Role of 5-HT1A receptor-mediated serotonergic transmission in the medial prefrontal cortex in acute restraint stress-induced augmentation of rewarding memory of cocaine in mice

Stress enhances cocaine craving. We recently reported that acute restraint stress increases cocaine conditioned place preference (CPP) in mice; however, the underlying mechanisms remain unclear. This study aimed to examine the role of semtonergic transmission in the medial prefrontal cortex (mPFC) in cocaine CPP enhancement by acute restraint stress, which increases extracellular serotonin (5-HT) levels in the mPFC. Intra-mPFC infusion of the selective serotonin reuptake inhibitor (S)-citalopram prior to the test session significantly increased the cocaine CPP score under non-stressed conditions. This is indicative of the substantial role of increased mPFC 5-HT levels in cocaine CPP enhancement.

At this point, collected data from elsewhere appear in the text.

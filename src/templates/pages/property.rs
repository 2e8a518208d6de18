use crate::core::BookingQuote;
use crate::models::{Listing, PropertyPageQuery};
use crate::templates::components::star_row;
use crate::templates::page_layout;
use maud::{html, Markup};

pub struct PropertyVm<'a> {
    pub listing: &'a Listing,
    pub query: &'a PropertyPageQuery,
    /// Present only when both dates were chosen
    pub quote: Option<BookingQuote>,
}

impl<'a> PropertyVm<'a> {
    pub fn new(listing: &'a Listing, query: &'a PropertyPageQuery) -> Self {
        let quote = match (query.check_in, query.check_out) {
            (Some(check_in), Some(check_out)) => Some(BookingQuote::new(check_in, check_out, listing.price)),
            _ => None,
        };

        Self { listing, query, quote }
    }

    fn guests(&self) -> u32 {
        self.query.guests.unwrap_or(1).max(1)
    }

    pub fn exceeds_capacity(&self) -> bool {
        self.guests() > self.listing.max_guests
    }

    /// Quote that a reservation may be requested against
    pub fn reservable_quote(&self) -> Option<BookingQuote> {
        self.quote
            .filter(BookingQuote::is_bookable)
            .filter(|_| !self.exceeds_capacity())
    }
}

pub fn property_page(vm: &PropertyVm) -> Markup {
    let listing = vm.listing;

    page_layout(
        &listing.title,
        html! {
            section class="gallery" {
                @if let Some(image) = listing.cover_image() {
                    img src=(image) alt=(listing.title);
                }
                @if listing.images.len() > 1 {
                    span class="badge" { (listing.images.len()) " photos" }
                }
            }

            div class="property-layout" {
                div class="property-main" {
                    header {
                        h1 { (listing.title) }
                        p class="muted" {
                            "★ " (listing.rating) " (" (listing.reviews.len()) " reviews) · " (listing.location)
                        }
                        p class="facts" {
                            span { (listing.max_guests) " guests" }
                            span { (listing.bedrooms) " bedrooms" }
                            span { (listing.bathrooms) " bathrooms" }
                        }
                    }

                    section class="card host" {
                        @if let Some(avatar) = &listing.host.avatar {
                            img class="avatar" src=(avatar) alt=(listing.host.name);
                        } @else {
                            span class="avatar" { (listing.host.initial()) }
                        }
                        h3 { "Hosted by " (listing.host.name) }
                    }

                    section class="card" {
                        h2 { "About this place" }
                        p { (listing.description) }
                        @if !listing.address.is_empty() {
                            p class="muted" { (listing.address) }
                        }
                    }

                    section class="card" {
                        h2 { "What this place offers" }
                        ul class="amenities" {
                            @for amenity in &listing.amenities {
                                li { (amenity) }
                            }
                        }
                    }

                    (reviews_section(listing))
                }

                (booking_sidebar(vm))
            }
        },
    )
}

fn reviews_section(listing: &Listing) -> Markup {
    html! {
        section class="card reviews" {
            h2 { "★ " (listing.rating) " · " (listing.reviews.len()) " reviews" }
            @if listing.reviews.is_empty() {
                p class="muted" { "No reviews yet" }
            } @else {
                @for review in &listing.reviews {
                    article class="review" {
                        p {
                            strong { (review.author.name) }
                            " · "
                            span class="muted" { (review.created_at.format("%B %-d, %Y").to_string()) }
                        }
                        (star_row(review.rating))
                        p { (review.comment) }
                    }
                }
            }
        }
    }
}

fn booking_sidebar(vm: &PropertyVm) -> Markup {
    let listing = vm.listing;
    let has_dates = vm.quote.is_some();

    html! {
        aside class="card booking" {
            h2 { "$" (listing.price) " " span class="muted" { "night" } }

            form method="get" action=(format!("/property/{}", urlencoding::encode(&listing.id))) {
                div class="field" {
                    label for="checkIn" { "Check-in" }
                    input id="checkIn" name="checkIn" type="date"
                        value=[vm.query.check_in.map(|d| d.to_string())];
                }
                div class="field" {
                    label for="checkOut" { "Check-out" }
                    input id="checkOut" name="checkOut" type="date"
                        value=[vm.query.check_out.map(|d| d.to_string())];
                }
                div class="field" {
                    label for="guests" { "Guests" }
                    input id="guests" name="guests" type="number" min="1" max=(listing.max_guests) value=(vm.guests());
                }

                @if let Some(quote) = &vm.quote {
                    div class="quote" {
                        p class="line" {
                            span { "$" (quote.nightly_price) " × " (quote.nights) " nights" }
                            span { "$" (quote.total) }
                        }
                        p class="line total" {
                            span { "Total" }
                            span { "$" (quote.total) }
                        }
                    }
                }

                @if has_dates {
                    button type="submit" name="reserve" value="1" class="primary" { "Reserve" }
                } @else {
                    button type="submit" class="primary" disabled { "Select dates" }
                }
            }

            @if vm.query.wants_reservation() {
                @if let Some(quote) = vm.reservable_quote() {
                    div class="notice" {
                        h3 { "Reservation requested" }
                        p { (quote.nights) " nights for " (vm.guests()) " guests, $" (quote.total) " total." }
                    }
                } @else if vm.exceeds_capacity() {
                    div class="notice warning" {
                        p { "This place allows at most " (listing.max_guests) " guests." }
                    }
                } @else {
                    div class="notice warning" {
                        p { "Choose a check-out date after your check-in date." }
                    }
                }
            }

            p class="muted" { "You won't be charged yet" }
        }
    }
}
use actix_cors::Cors;
use actix_web::{middleware, web, App, HttpServer};
use stayvibe::config::Settings;
use stayvibe::errors::handle_query_payload_error;
use stayvibe::routes::{self, AppState};
use stayvibe::services::ListingStore;
use tracing::{error, info};
use tracing_subscriber::EnvFilter;

fn init_logging(settings: &Settings) {
    let filter = EnvFilter::try_from_default_env()
        .unwrap_or_else(|_| EnvFilter::new(&settings.logging.level));

    let subscriber = tracing_subscriber::fmt()
        .with_env_filter(filter)
        .with_target(false)
        .with_level(true);

    if settings.logging.format == "pretty" {
        subscriber.pretty().init();
    } else {
        subscriber.compact().init();
    }
}

#[actix_web::main]
async fn main() -> std::io::Result<()> {
    // Load .env file if present
    dotenv::dotenv().ok();

    let settings = match Settings::load() {
        Ok(settings) => settings,
        Err(e) => {
            eprintln!("Configuration error: {}", e);
            std::process::exit(1);
        }
    };

    init_logging(&settings);

    info!("Starting StayVibe listing service...");

    let listings = ListingStore::load(settings.listings.path.as_deref()).map_err(|e| {
        error!("Failed to load listings: {}", e);
        std::io::Error::new(std::io::ErrorKind::InvalidData, e.to_string())
    })?;

    info!("Loaded {} listings", listings.len());

    let app_state = AppState::new(listings, settings.search.clone());

    let host = settings.server.host.clone();
    let port = settings.server.port;
    let workers = settings.server.workers.unwrap_or(4);

    info!("Starting HTTP server on http://{}:{}", host, port);

    HttpServer::new(move || {
        let cors = Cors::permissive();

        App::new()
            .app_data(web::Data::new(app_state.clone()))
            .app_data(web::QueryConfig::default().error_handler(handle_query_payload_error))
            .wrap(cors)
            .wrap(middleware::Logger::default())
            .wrap(middleware::Compress::default())
            .configure(routes::configure_routes)
    })
    .workers(workers)
    .bind((host, port))?
    .run()
    .await
}
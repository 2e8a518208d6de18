// Route exports
pub mod api;
pub mod pages;

use std::sync::Arc;

use actix_web::web;

use crate::config::SearchSettings;
use crate::services::ListingStore;

/// Application state shared across all handlers
#[derive(Clone)]
pub struct AppState {
    pub listings: Arc<ListingStore>,
    pub search: SearchSettings,
}

impl AppState {
    pub fn new(listings: ListingStore, search: SearchSettings) -> Self {
        Self {
            listings: Arc::new(listings),
            search,
        }
    }
}

pub fn configure_routes(cfg: &mut web::ServiceConfig) {
    cfg.service(web::scope("/api/v1").configure(api::configure))
        .configure(pages::configure);
}
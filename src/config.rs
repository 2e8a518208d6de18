use config::{Config, ConfigError, Environment, File};
use serde::Deserialize;
use std::path::Path;

use crate::models::DEFAULT_PRICE_CEILING;

/// Application configuration
#[derive(Debug, Clone, Default, Deserialize)]
pub struct Settings {
    #[serde(default)]
    pub server: ServerSettings,
    #[serde(default)]
    pub listings: ListingSettings,
    #[serde(default)]
    pub search: SearchSettings,
    #[serde(default)]
    pub logging: LoggingSettings,
}

#[derive(Debug, Clone, Deserialize)]
pub struct ServerSettings {
    #[serde(default = "default_host")]
    pub host: String,
    #[serde(default = "default_port")]
    pub port: u16,
    pub workers: Option<usize>,
}

impl Default for ServerSettings {
    fn default() -> Self {
        Self {
            host: default_host(),
            port: default_port(),
            workers: None,
        }
    }
}

fn default_host() -> String { "127.0.0.1".to_string() }
fn default_port() -> u16 { 3000 }

/// Where listings come from; the bundled fixture when `path` is unset
#[derive(Debug, Clone, Default, Deserialize)]
pub struct ListingSettings {
    pub path: Option<String>,
}

#[derive(Debug, Clone, Deserialize)]
pub struct SearchSettings {
    #[serde(default = "default_price_ceiling")]
    pub price_ceiling: u32,
    #[serde(default = "default_price_step")]
    pub price_step: u32,
    #[serde(default = "default_featured_count")]
    pub featured_count: usize,
}

impl Default for SearchSettings {
    fn default() -> Self {
        Self {
            price_ceiling: default_price_ceiling(),
            price_step: default_price_step(),
            featured_count: default_featured_count(),
        }
    }
}

fn default_price_ceiling() -> u32 { DEFAULT_PRICE_CEILING }
fn default_price_step() -> u32 { 10 }
fn default_featured_count() -> usize { 6 }

#[derive(Debug, Clone, Deserialize)]
pub struct LoggingSettings {
    #[serde(default = "default_log_level")]
    pub level: String,
    #[serde(default = "default_log_format")]
    pub format: String,
}

impl Default for LoggingSettings {
    fn default() -> Self {
        Self {
            level: default_log_level(),
            format: default_log_format(),
        }
    }
}

fn default_log_level() -> String { "info".to_string() }
fn default_log_format() -> String { "compact".to_string() }

impl Settings {
    /// Load configuration from file and environment variables
    ///
    /// Configuration is loaded in the following order (later overrides earlier):
    /// 1. Default values in the struct
    /// 2. Configuration file (config/default.toml)
    /// 3. Local overrides (config/local.toml)
    /// 4. Environment variables (prefixed with STAYVIBE__)
    /// 5. `PORT`, as set by most hosting platforms
    pub fn load() -> Result<Self, ConfigError> {
        let settings = Config::builder()
            .add_source(File::with_name("config/default").required(false))
            .add_source(File::with_name("config/local").required(false))
            // e.g., STAYVIBE__SEARCH__PRICE_CEILING -> search.price_ceiling
            .add_source(
                Environment::with_prefix("STAYVIBE")
                    .prefix_separator("__")
                    .separator("__")
                    .try_parsing(true),
            )
            .build()?;

        let settings = apply_port_override(settings)?;

        settings.try_deserialize()
    }

    /// Load configuration from a custom path
    pub fn load_from<P: AsRef<Path>>(path: P) -> Result<Self, ConfigError> {
        let settings = Config::builder()
            .add_source(File::from(path.as_ref()))
            .add_source(
                Environment::with_prefix("STAYVIBE")
                    .prefix_separator("__")
                    .separator("__")
                    .try_parsing(true),
            )
            .build()?;

        settings.try_deserialize()
    }
}

/// Honour a bare `PORT` variable over everything else
fn apply_port_override(settings: Config) -> Result<Config, ConfigError> {
    match std::env::var("PORT").ok().and_then(|port| port.parse::<u16>().ok()) {
        Some(port) => Config::builder()
            .add_source(settings)
            .set_override("server.port", i64::from(port))?
            .build(),
        None => Ok(settings),
    }
}

#[cfg(test)]
mod tests {
    use super::*;

    #[test]
    fn test_default_search_settings() {
        let search = SearchSettings::default();
        assert_eq!(search.price_ceiling, 500);
        assert_eq!(search.price_step, 10);
        assert_eq!(search.featured_count, 6);
    }

    #[test]
    fn test_default_logging() {
        let logging = LoggingSettings::default();
        assert_eq!(logging.level, "info");
        assert_eq!(logging.format, "compact");
    }

    #[test]
    fn test_empty_config_uses_defaults() {
        let settings: Settings = Config::builder().build().unwrap().try_deserialize().unwrap();

        assert_eq!(settings.server.port, 3000);
        assert!(settings.listings.path.is_none());
        assert_eq!(settings.search.price_ceiling, 500);
    }

    #[test]
    fn test_load_from_file() {
        let path = std::env::temp_dir().join(format!("stayvibe_config_{}.toml", std::process::id()));
        std::fs::write(
            &path,
            "[server]\nport = 8081\n\n[search]\nprice_ceiling = 900\nfeatured_count = 3\n",
        )
        .unwrap();

        let settings = Settings::load_from(&path).unwrap();
        std::fs::remove_file(&path).ok();

        assert_eq!(settings.server.port, 8081);
        assert_eq!(settings.search.price_ceiling, 900);
        assert_eq!(settings.search.featured_count, 3);
        assert_eq!(settings.search.price_step, 10);
    }
}
use actix_web::{web, HttpRequest, HttpResponse, Responder};
use validator::Validate;

use crate::core::{evaluate, BookingQuote};
use crate::errors::AppError;
use crate::models::{FilterState, HealthResponse, QuoteRequest, QuoteResponse, SearchParams, SearchResponse};
use crate::routes::AppState;

/// Configure all JSON API routes
pub fn configure(cfg: &mut web::ServiceConfig) {
    cfg
        .route("/health", web::get().to(health_check))
        .route("/listings", web::get().to(search_listings))
        .route("/listings/{id}", web::get().to(get_listing))
        .route("/listings/{id}/quote", web::get().to(quote_listing));
}

/// Health check endpoint
async fn health_check(state: web::Data<AppState>) -> impl Responder {
    HttpResponse::Ok().json(HealthResponse {
        status: "healthy".to_string(),
        version: env!("CARGO_PKG_VERSION").to_string(),
        timestamp: chrono::Utc::now(),
        listings: state.listings.len(),
    })
}

/// Search listings
///
/// GET /api/v1/listings?location=aspen&guests=2&minPrice=100&amenities=WiFi&amenities=Pool
///
/// Accepts the same parameters as the search page. Unparseable values are
/// ignored rather than rejected.
async fn search_listings(state: web::Data<AppState>, req: HttpRequest) -> impl Responder {
    let params = SearchParams::from_query(req.query_string());
    let filters = FilterState::from_params(params, state.search.price_ceiling);

    let result = evaluate(state.listings.all(), &filters);

    tracing::info!(
        "Search matched {} of {} listings",
        result.len(),
        result.total_listings
    );

    HttpResponse::Ok().json(SearchResponse::new(result, &filters))
}

/// Fetch one listing by id
///
/// GET /api/v1/listings/{id}
async fn get_listing(
    state: web::Data<AppState>,
    path: web::Path<String>,
) -> Result<HttpResponse, AppError> {
    let id = path.into_inner();
    let listing = state
        .listings
        .get(&id)
        .ok_or_else(|| AppError::NotFound(id.clone()))?;

    Ok(HttpResponse::Ok().json(listing))
}

/// Price a stay without reserving anything
///
/// GET /api/v1/listings/{id}/quote?checkIn=2024-03-01&checkOut=2024-03-04&guests=2
async fn quote_listing(
    state: web::Data<AppState>,
    path: web::Path<String>,
    query: web::Query<QuoteRequest>,
) -> Result<HttpResponse, AppError> {
    query.validate()?;

    let id = path.into_inner();
    let listing = state
        .listings
        .get(&id)
        .ok_or_else(|| AppError::NotFound(id.clone()))?;

    if query.guests > listing.max_guests {
        return Err(AppError::BadRequest(format!(
            "{} guests exceeds the capacity of {} for listing {}",
            query.guests, listing.max_guests, listing.id
        )));
    }

    let quote = BookingQuote::new(query.check_in, query.check_out, listing.price);

    tracing::debug!(
        "Quoted listing {}: {} nights, total {}",
        listing.id,
        quote.nights,
        quote.total
    );

    Ok(HttpResponse::Ok().json(QuoteResponse {
        listing_id: listing.id.clone(),
        check_in: quote.check_in,
        check_out: quote.check_out,
        nights: quote.nights,
        nightly_price: quote.nightly_price,
        total: quote.total,
        guests: query.guests,
    }))
}
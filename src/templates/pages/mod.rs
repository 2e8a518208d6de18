pub mod about;
pub mod home;
pub mod not_found;
pub mod property;
pub mod search;

pub use about::about_page;
pub use home::home_page;
pub use not_found::not_found_page;
pub use property::{property_page, PropertyVm};
pub use search::{search_page, SearchVm};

Moreover, intra-mPFC and systemic administration of the 5-HT1A receptor antagonist WAY100635 immediately before restraint stress exposure significantly attenuated stress-induced cocaine CPP enhancement. Our findings suggest that enhanced serotonergic transmission via 5-HT1A receptors in the mPFC is involved in acute stress-induced augmentation of rewarding memory of cocaine; moreover, the 5-HT1A receptor could be a therapeutic target for stress-induced cocaine craving.